Think getting your house clean means using harsh chemicals? Think again. Those super-strength cleaners actually do more harm than good (to your surfaces and yourself), and many have even been proven as endocrine disruptors. Tried-and-true natural cleansers like baking soda, lemon juice and vinegar are just as effective (with a little elbow grease, of course) and safer for children, pets and the environment. Bonus: they’re way cheaper, too! Get our room-by-room green cleaning guide, complete with shopping list and DIY recipes, to get you started.

(Photo: Hello Natural)

4. Clean the air with plants

Plants are the best way to clean the air inside your home. (NASA even uses them in space stations!) If your thumb isn’t exactly green, try one of these 10 fuss-free plants that clean the air. And make sure to double-check that any plants you buy are safe for pets.

(Photo: Hello Natural)

5. Make your home smell good -- the natural way

No need for fake-smelling sprays and air fresheners that clog the air with cloying, perfume-y scents and who knows what else. Simply make a homemade room spray using essential oils, try a DIY natural candle, fire up a pot simmer or an aromatic firestarter made with all-natural ingredients!

(Photo: Hello Natural)

6. Avoid dry cleaning and harsh laundry products

When you drop things off at the dry cleaner or use a super-strength stain remover on the kids’ clothes, it’s easy to forget that those chemicals are going to be sitting on your bodies (even if in a diluted form) when you wear the clothes again.
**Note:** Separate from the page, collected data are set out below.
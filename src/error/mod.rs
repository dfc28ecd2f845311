use crate::config::ConfigError;
use crate::engine::EngineError;
use crate::preset::PresetError;
use crate::source::ImageProbeError;
use thiserror::Error;

pub type AppResult<T> = std::result::Result<T, AppError>;

#[derive(Debug, Error)]
pub enum AppError {
    #[error(transparent)]
    Config(#[from] ConfigError),
    #[error(transparent)]
    Image(#[from] ImageProbeError),
    #[error(transparent)]
    Preset(#[from] PresetError),
    #[error("{headline} {0}", headline = .0.headline())]
    Engine(#[from] EngineError),
    #[error("failed to serialize layout")]
    Serialize(#[from] serde_json::Error),
    #[error("failed to format report")]
    Format(#[from] std::fmt::Error),
    #[error("usage: {0}")]
    Usage(String),
}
Of course there are some garments that need special care, but try to use dry cleaning sparingly. For everyday laundry and stains, consult our guide to natural DIY laundry products, including homemade detergent, stain remover and dryer sheets.

(Photo: Hello Natural)

7. Don't forget floors

Not wearing shoes in the house is the best way to keep outdoor toxins and chemicals off your floors. If you have kids and pets crawling and playing on your floors (and let’s be honest, probably eating off of them), make sure to not only keep them clean, but chemical-free. Orange oil and vinegar is great for disinfecting hard surfaces, and hydrogen peroxide works wonders on carpet stains.

(Photo: Hello Natural)

8. Ditch Dust

Dusting isn’t just for when company is coming over! Keeping the ceiling fan and other “out of sight, out of mind” surfaces free of dust prevents it from circulating in the air, which can aggravate allergies. Try using orphaned socks!

(Photo: Hello Natural)

9. Make your own substitutes for overrated commercial antibacterial products 

Commercial chemical-based antibacterial products are quickly falling out of favor (even with the FDA) for being ineffective, increasing bacteria’s resistance to them, and disrupting hormones. They can even be harmful to nursing babies. There are plenty of products in nature—including tea tree, hydrogen peroxide, oregano, honey and lemon oil, peppermint oil and vinegar—that provide antibacterial benefits without the unsafe side effects. Try making some naturally antibacterial bathroom cleaners (including hand soap) and disinfectant surface wipes.

(Photo: Hello Natural)

10. Reduce pesticides

Use vinegar as a natural weed killer for plants and gardens. Try to buy organic fruits and veggies whenever possible (or at least these ones, which rank highest in pesticide levels) and use an all-natural fruit and veggie wash for fresh produce when you prep meals.